What should you do now?
The optimal strategy for you to pursue before the end of 2020 will depend primarily on the size of your "estate," as well as your age and health.
For example, if you have wealth well in excess of $11,580,000 (or $23,160,000 for a married couple) and if you are already retired, you may want to take full advantage of your ability to transfer wealth to your children and other descendants to the maximum extent free of transfer taxes under current law before the end of 2020.
In contrast, if you are younger (e.g., not yet retired) and healthy, and if your wealth does not substantially exceed the present transfer tax exclusions, then you may want to take a less aggressive approach to wealth transfers. It is important that you preserve enough wealth for yourself to continue to enjoy the standard of living you desire for the rest of your life (including a comfortable cushion for contingencies).
If you have a life expectancy of more than 20 years, you may have time to transfer wealth to your children and other descendants more gradually, using strategies that are not as dependent on the amount of the transfer tax exclusion.
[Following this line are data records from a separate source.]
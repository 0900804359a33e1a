use std::path::{Path, PathBuf};

use serde::Serialize;
use stackpromo_diff::{differ_from_config, DiffEngine, DiffOutcome, TextDiffer};
use stackpromo_metadata::{ArchiveSource, CachedArchiveSource, MetadataBundle, MetadataFetcher};
use stackpromo_registry::{CurlRegistryClient, ImageResolver, RegistryClient};
use stackpromo_report::{CompareUrls, Report, ReportWriter};
use stackpromo_types::{ImageName, PromotionConfig, Side, StackPromotion};
use tracing::{error, info};

use crate::error::{SdkError, SdkResult};

/// The images a promotion request resolved to.
#[derive(Clone, Debug, PartialEq, Eq, Serialize)]
pub struct ResolvedImages {
    pub current: ImageName,
    pub next: ImageName,
}

impl ResolvedImages {
    pub fn image(&self, side: Side) -> &ImageName {
        match side {
            Side::Current => &self.current,
            Side::Next => &self.next,
        }
    }
}

/// Result of a complete pipeline run.
#[derive(Clone, Debug, Serialize)]
pub struct PromotionOutcome {
    pub stack: String,
    pub images: ResolvedImages,
    pub output_dir: PathBuf,
    pub diff: DiffOutcome,
    pub report: Report,
}

/// Promoter built from configuration: registry and archive downloads through
/// the configured HTTP executable, differ chosen by `DIFF_EXE`.
pub type ConfiguredPromoter =
    Promoter<CurlRegistryClient, CachedArchiveSource, Box<dyn TextDiffer>>;

/// Runs the promotion pipeline: resolve both images, fetch both bundles,
/// diff them and write the report.
///
/// The run is all-or-nothing up to the diff stage: if either image cannot be
/// resolved or either bundle cannot be loaded, nothing is written. One run
/// per output directory at a time; concurrent runs into the same directory
/// race on file writes.
pub struct Promoter<C, S, D> {
    resolver: ImageResolver<C>,
    fetcher: MetadataFetcher<S>,
    engine: DiffEngine<D>,
}

impl ConfiguredPromoter {
    pub fn from_config(config: &PromotionConfig) -> SdkResult<Self> {
        let client = CurlRegistryClient::from_config(config)?;
        Ok(Self::new(
            ImageResolver::new(client, config),
            MetadataFetcher::new(CachedArchiveSource::from_config(config)),
            DiffEngine::new(differ_from_config(config)),
        ))
    }
}

impl<C, S, D> Promoter<C, S, D>
where
    C: RegistryClient,
    S: ArchiveSource,
    D: TextDiffer,
{
    pub fn new(
        resolver: ImageResolver<C>,
        fetcher: MetadataFetcher<S>,
        engine: DiffEngine<D>,
    ) -> Self {
        Self {
            resolver,
            fetcher,
            engine,
        }
    }

    /// Resolve both sides. Every failing side is logged; the first failure
    /// is returned.
    pub fn resolve(&self, request: &StackPromotion) -> SdkResult<ResolvedImages> {
        let current = self.resolve_side(request, Side::Current);
        let next = self.resolve_side(request, Side::Next);

        match (current, next) {
            (Ok(current), Ok(next)) => {
                info!(
                    stack = request.stack(),
                    cur = %current,
                    nxt = %next,
                    "resolved images"
                );
                Ok(ResolvedImages { current, next })
            }
            (Err(e), _) | (_, Err(e)) => Err(e),
        }
    }

    fn resolve_side(&self, request: &StackPromotion, side: Side) -> SdkResult<ImageName> {
        self.resolver
            .resolve(request.stack(), request.group(side))
            .map_err(|source| {
                error!(
                    stack = request.stack(),
                    group = request.group(side),
                    side = side.short(),
                    error = %source,
                    "image resolution failed"
                );
                SdkError::Resolve { side, source }
            })
    }

    /// Fetch both bundles. Either one missing abandons the comparison.
    pub fn fetch_bundles(
        &self,
        images: &ResolvedImages,
    ) -> SdkResult<(MetadataBundle, MetadataBundle)> {
        let loaded = Side::BOTH.map(|side| {
            let bundle = self.fetcher.fetch_or_none(images.image(side));
            if let Some(bundle) = &bundle {
                info!(side = side.short(), %bundle, "metadata loaded");
            }
            bundle
        });

        match loaded {
            [Some(current), Some(next)] => Ok((current, next)),
            loaded => {
                let sides: Vec<Side> = Side::BOTH
                    .into_iter()
                    .zip(&loaded)
                    .filter(|(_, bundle)| bundle.is_none())
                    .map(|(side, _)| side)
                    .collect();
                let missing: Vec<&str> = sides.iter().map(|s| s.short()).collect();
                error!(?missing, "missing metadata, abandoning comparison");
                Err(SdkError::MissingBundle { sides })
            }
        }
    }

    /// Fetch a single image's bundle, keeping the failure detail.
    pub fn inspect(&self, image: &ImageName) -> SdkResult<MetadataBundle> {
        Ok(self.fetcher.fetch(image)?)
    }

    /// Run the whole pipeline into `output_dir`.
    pub fn hydrate(
        &self,
        request: &StackPromotion,
        output_dir: &Path,
    ) -> SdkResult<PromotionOutcome> {
        let images = self.resolve(request)?;
        let (current, next) = self.fetch_bundles(&images)?;

        // Computed before anything is written so a bundle without source
        // commits leaves no partial report behind.
        let urls = CompareUrls::from_bundles(&current, &next)?;

        std::fs::create_dir_all(output_dir)?;
        let diff = self.engine.diff(output_dir, &current, &next)?;
        let report = ReportWriter::new(request.stack()).write(output_dir, &urls)?;

        Ok(PromotionOutcome {
            stack: request.stack().to_string(),
            images,
            output_dir: output_dir.to_path_buf(),
            diff,
            report,
        })
    }

    pub fn resolver(&self) -> &ImageResolver<C> {
        &self.resolver
    }

    pub fn fetcher(&self) -> &MetadataFetcher<S> {
        &self.fetcher
    }

    pub fn engine(&self) -> &DiffEngine<D> {
        &self.engine
    }
}
use crate::error::RegistryResult;
use crate::query::ImageQuery;

/// Read access to an image registry.
///
/// Implementations return the raw candidate names in whatever order the
/// registry produced them; ordering and validation are the resolver's job.
pub trait RegistryClient: Send + Sync {
    /// Names of all images matching `query`. An empty result is not an error.
    fn image_names(&self, query: &ImageQuery) -> RegistryResult<Vec<String>>;
}

impl<T: RegistryClient + ?Sized> RegistryClient for &T {
    fn image_names(&self, query: &ImageQuery) -> RegistryResult<Vec<String>> {
        (**self).image_names(query)
    }
}

impl<T: RegistryClient + ?Sized> RegistryClient for Box<T> {
    fn image_names(&self, query: &ImageQuery) -> RegistryResult<Vec<String>> {
        (**self).image_names(query)
    }
}
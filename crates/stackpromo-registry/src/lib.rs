//! Image registry access for stack promotion reports.
//!
//! Finds the image currently tagged for a deployment group by querying the
//! image registry and picking the lexicographically last name. Image names
//! embed a monotonically increasing build identifier, so the last name is
//! taken to be the most recent build. That convention is load-bearing for
//! downstream consumers and is kept exactly as is.
//!
//! # Registry Backends
//!
//! All backends implement the [`RegistryClient`] trait:
//!
//! - [`CurlRegistryClient`] -- shells out to the configured HTTP executable
//! - [`InMemoryRegistry`] -- evaluates queries against registered records, for tests

pub mod curl;
pub mod error;
pub mod memory;
pub mod query;
pub mod resolver;
pub mod traits;

pub use curl::CurlRegistryClient;
pub use error::{RegistryError, RegistryResult};
pub use memory::{InMemoryRegistry, RegisteredImage};
pub use query::ImageQuery;
pub use resolver::ImageResolver;
pub use traits::RegistryClient;
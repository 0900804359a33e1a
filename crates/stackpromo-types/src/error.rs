use std::path::PathBuf;

use thiserror::Error;

/// Errors produced by type construction and configuration loading.
#[derive(Debug, Error)]
pub enum TypeError {
    #[error("image name must not be empty")]
    EmptyImageName,

    #[error("invalid character {ch:?} in image name {name:?}")]
    InvalidImageName { name: String, ch: char },

    #[error("{0} must not be empty")]
    EmptyField(&'static str),

    #[error("failed to read config file {path}: {source}")]
    ConfigRead {
        path: PathBuf,
        #[source]
        source: std::io::Error,
    },

    #[error("invalid config file {path}: {source}")]
    ConfigParse {
        path: PathBuf,
        #[source]
        source: toml::de::Error,
    },
}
In the meantime, you may be able to use life insurance to address your potential estate tax liability in case you die before completing your lifetime wealth transfers.
If you fall somewhere in the middle of the two examples above, there are strategies that you could use to transfer wealth before the end of 2020 but preserve a financial safety net for retirement. For example, you could create a trust for your descendants, but name your spouse also as a beneficiary. You could sell assets to a trust in exchange for a self-canceling installment note or private annuity (see below). Your family business could establish a deferred compensation plan or other retirement benefit for you.
What can you do later?
If you don't use your full transfer tax exclusion before the end of 2020, and if the exclusion is reduced in 2021, there still may be a number of mechanisms that you can use to address your potential estate tax liability. Here are a few examples:
● Annual Exclusion Gifts. Using annual gift tax exclusions, you can gift $15,000 (or $30,000 for a married couple) per year, per recipient, free of transfer taxes, and these gifts will not reduce your available transfer tax exclusion.
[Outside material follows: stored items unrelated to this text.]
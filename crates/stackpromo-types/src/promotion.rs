use std::fmt;

use serde::{Deserialize, Serialize};

use crate::error::TypeError;

/// One half of a promotion comparison.
#[derive(Clone, Copy, Debug, PartialEq, Eq, Hash, Serialize, Deserialize)]
#[serde(rename_all = "snake_case")]
pub enum Side {
    /// The image currently tagged for the current group.
    Current,
    /// The image about to be promoted.
    Next,
}

impl Side {
    pub const BOTH: [Side; 2] = [Side::Current, Side::Next];

    /// Short tag used in progress output.
    pub fn short(self) -> &'static str {
        match self {
            Side::Current => "cur",
            Side::Next => "nxt",
        }
    }

    /// Name of the rendered env file written for this side.
    pub fn env_file_name(self) -> &'static str {
        match self {
            Side::Current => "current-image.env",
            Side::Next => "next-image.env",
        }
    }
}

impl fmt::Display for Side {
    fn fmt(&self, f: &mut fmt::Formatter<'_>) -> fmt::Result {
        f.write_str(match self {
            Side::Current => "current",
            Side::Next => "next",
        })
    }
}

/// A request to compare the latest image of `current_group` against the
/// latest image of `next_group` for one stack.
#[derive(Clone, Debug, PartialEq, Eq, Serialize, Deserialize)]
pub struct StackPromotion {
    stack: String,
    current_group: String,
    next_group: String,
}

impl StackPromotion {
    pub fn new(
        stack: impl Into<String>,
        current_group: impl Into<String>,
        next_group: impl Into<String>,
    ) -> Result<Self, TypeError> {
        let request = Self {
            stack: stack.into(),
            current_group: current_group.into(),
            next_group: next_group.into(),
        };
        if request.stack.is_empty() {
            return Err(TypeError::EmptyField("stack"));
        }
        if request.current_group.is_empty() {
            return Err(TypeError::EmptyField("current group"));
        }
        if request.next_group.is_empty() {
            return Err(TypeError::EmptyField("next group"));
        }
        Ok(request)
    }

    pub fn stack(&self) -> &str {
        &self.stack
    }

    pub fn current_group(&self) -> &str {
        &self.current_group
    }

    pub fn next_group(&self) -> &str {
        &self.next_group
    }

    pub fn group(&self, side: Side) -> &str {
        match side {
            Side::Current => &self.current_group,
            Side::Next => &self.next_group,
        }
    }
}
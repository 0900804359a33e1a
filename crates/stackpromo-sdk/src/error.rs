use stackpromo_types::Side;
use thiserror::Error;

#[derive(Debug, Error)]
pub enum SdkError {
    #[error("resolving the {side} image failed: {source}")]
    Resolve {
        side: Side,
        #[source]
        source: stackpromo_registry::RegistryError,
    },

    #[error("missing metadata for {}", sides_list(.sides))]
    MissingBundle { sides: Vec<Side> },

    #[error("registry error: {0}")]
    Registry(#[from] stackpromo_registry::RegistryError),

    #[error("metadata error: {0}")]
    Fetch(#[from] stackpromo_metadata::FetchError),

    #[error("diff error: {0}")]
    Diff(#[from] stackpromo_diff::DiffError),

    #[error("report error: {0}")]
    Report(#[from] stackpromo_report::ReportError),

    #[error("I/O error: {0}")]
    Io(#[from] std::io::Error),
}

fn sides_list(sides: &[Side]) -> String {
    sides
        .iter()
        .map(|s| format!("{s} image"))
        .collect::<Vec<_>>()
        .join(" and ")
}

pub type SdkResult<T> = Result<T, SdkError>;
use std::path::{Path, PathBuf};

use serde::Serialize;
use tracing::info;
use walkdir::WalkDir;

use crate::error::ReportResult;
use crate::urls::CompareUrls;

pub const README_FILE: &str = "README.md";
pub const INDEX_FILE: &str = "index.json";

/// Machine-readable report index. Field order is the serialized key order.
#[derive(Clone, Debug, PartialEq, Eq, Serialize)]
pub struct ReportIndex {
    pub stack: String,
    pub packer_templates_diff_url: String,
    pub travis_cookbooks_diff_url: String,
    pub output_files: Vec<String>,
}

/// The written report.
#[derive(Clone, Debug, PartialEq, Eq, Serialize)]
pub struct Report {
    pub readme: PathBuf,
    pub index_path: PathBuf,
    pub index: ReportIndex,
}

/// Sorted base names of every non-directory entry in `output_dir`, except
/// the report files themselves.
pub fn list_output_files(output_dir: &Path) -> ReportResult<Vec<String>> {
    let mut names = Vec::new();
    for entry in WalkDir::new(output_dir)
        .min_depth(1)
        .max_depth(1)
        .sort_by_file_name()
    {
        let entry = entry?;
        if entry.file_type().is_dir() {
            continue;
        }
        let name = entry.file_name().to_string_lossy().into_owned();
        if name == README_FILE || name == INDEX_FILE {
            continue;
        }
        names.push(name);
    }
    names.sort();
    Ok(names)
}

/// Render the markdown summary.
pub fn render_readme(stack: &str, urls: &CompareUrls, output_files: &[String]) -> String {
    let mut out = format!(
        "# {stack} promotion report\n\n- [packer-templates diff]({})\n- [travis-cookbooks diff]({})\n",
        urls.packer_templates, urls.travis_cookbooks
    );
    if !output_files.is_empty() {
        out.push_str("\n## output files\n\n");
        for name in output_files {
            out.push_str(&format!("- [{name}](./{name})\n"));
        }
    }
    out
}

/// Writes `README.md` and `index.json` for one stack.
pub struct ReportWriter {
    stack: String,
}

impl ReportWriter {
    pub fn new(stack: impl Into<String>) -> Self {
        Self {
            stack: stack.into(),
        }
    }

    pub fn write(&self, output_dir: &Path, urls: &CompareUrls) -> ReportResult<Report> {
        let output_files = list_output_files(output_dir)?;

        let readme = output_dir.join(README_FILE);
        info!(path = %readme.display(), "writing");
        std::fs::write(&readme, render_readme(&self.stack, urls, &output_files))?;

        let index = ReportIndex {
            stack: self.stack.clone(),
            packer_templates_diff_url: urls.packer_templates.clone(),
            travis_cookbooks_diff_url: urls.travis_cookbooks.clone(),
            output_files,
        };
        let index_path = output_dir.join(INDEX_FILE);
        info!(path = %index_path.display(), "writing");
        let mut json = serde_json::to_string_pretty(&index)?;
        json.push('\n');
        std::fs::write(&index_path, json)?;

        Ok(Report {
            readme,
            index_path,
            index,
        })
    }

    pub fn stack(&self) -> &str {
        &self.stack
    }
}
//! Report rendering for stack promotion reports.
//!
//! Writes `README.md` and `index.json` describing the artifacts found in an
//! output directory. The artifact list comes from a sorted directory listing
//! rather than from the diff engine, so the report always reflects exactly
//! what is on disk and regenerating it from the same directory is
//! byte-for-byte identical.

pub mod error;
pub mod urls;
pub mod writer;

pub use error::{ReportError, ReportResult};
pub use urls::{
    compare_url, CompareUrls, PACKER_TEMPLATES_COMPARE_BASE, PACKER_TEMPLATES_SHA_KEY,
    TRAVIS_COOKBOOKS_COMPARE_BASE, TRAVIS_COOKBOOKS_SHA_KEY,
};
pub use writer::{
    list_output_files, render_readme, Report, ReportIndex, ReportWriter, INDEX_FILE, README_FILE,
};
● Grantor Trust. If you transfer assets to an irrevocable "grantor" trust for your descendants, you can pay the trust's income taxes each year, and that payment is not treated as an additional gift, even though it confers an obvious economic benefit on the trust and its beneficiaries.
● Life Insurance. If an irrevocable trust holds insurance on your life, the trust can receive the death benefit free of estate taxes. The death benefit can be used to pay estate taxes on your other wealth.
● Grantor Retained Annuity Trust, Self-Canceling Installment Note, or Private Annuity. You can transfer assets to a trust for your children and, in some cases other descendants, in exchange for an instrument that will pay you an income during a period of years or until your death, leaving no value to be taxed in your estate.
These are just some examples. I plan to describe these mechanisms, and others, in greater detail in future posts, particularly if the federal transfer tax law changes in 2021.
If your circumstances warrant using your maximum available transfer tax exclusion before the end of 2020, it may be prudent to do so. Do not, however, impoverish yourself in a panic to avoid transfer taxes. If the tax law is changed in 2021, stay calm, but then get to work with your legal, tax, and financial advisors to use the tools that remain available to address your potential estate tax liability, consistent with your own financial needs in retirement.